YOUR OBJECTIVE: Which lines run from the start of the data below to the line containing "pub use lang::Lang;"? Set them down exactly, with none added.

Stored data entries:
+---+

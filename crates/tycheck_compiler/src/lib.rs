//! A focused TypeScript/TSX checker built on tree-sitter.
//!
//! [`Program`] discovers the files of a project through a
//! [`CompilerHost`](tycheck_overlay::CompilerHost), analyses each file once per
//! version token (syntax errors plus an import/export summary), and checks the
//! import graph across files on every pass. Per-file analyses live in a
//! [`BuildCache`](tycheck_cache::BuildCache) that can be persisted between
//! processes.

#![warn(missing_docs)]

pub mod analysis;
pub mod error;
pub mod lang;
pub mod module;
pub mod parse;
pub mod program;
pub mod resolve;
pub mod semantic;
pub mod syntax;

pub use analysis::{ByteRange, CachedDiagnostic, FileAnalysis};
pub use error::CompilationError;
pub use lang::Lang;
pub use program::{CheckOutput, PassStats, Program};
pub use resolve::{Resolution, Resolver};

+---+

FINISHED TASK:
filename crates/tycheck_compiler/src/lib.rs
//! A focused TypeScript/TSX checker built on tree-sitter.
//!
//! [`Program`] discovers the files of a project through a
//! [`CompilerHost`](tycheck_overlay::CompilerHost), analyses each file once per
//! version token (syntax errors plus an import/export summary), and checks the
//! import graph across files on every pass. Per-file analyses live in a
//! [`BuildCache`](tycheck_cache::BuildCache) that can be persisted between
//! processes.

#![warn(missing_docs)]

pub mod analysis;
pub mod error;
pub mod lang;
pub mod module;
pub mod parse;
pub mod program;
pub mod resolve;
pub mod semantic;
pub mod syntax;

pub use analysis::{ByteRange, CachedDiagnostic, FileAnalysis};
pub use error::CompilationError;
pub use lang::Lang;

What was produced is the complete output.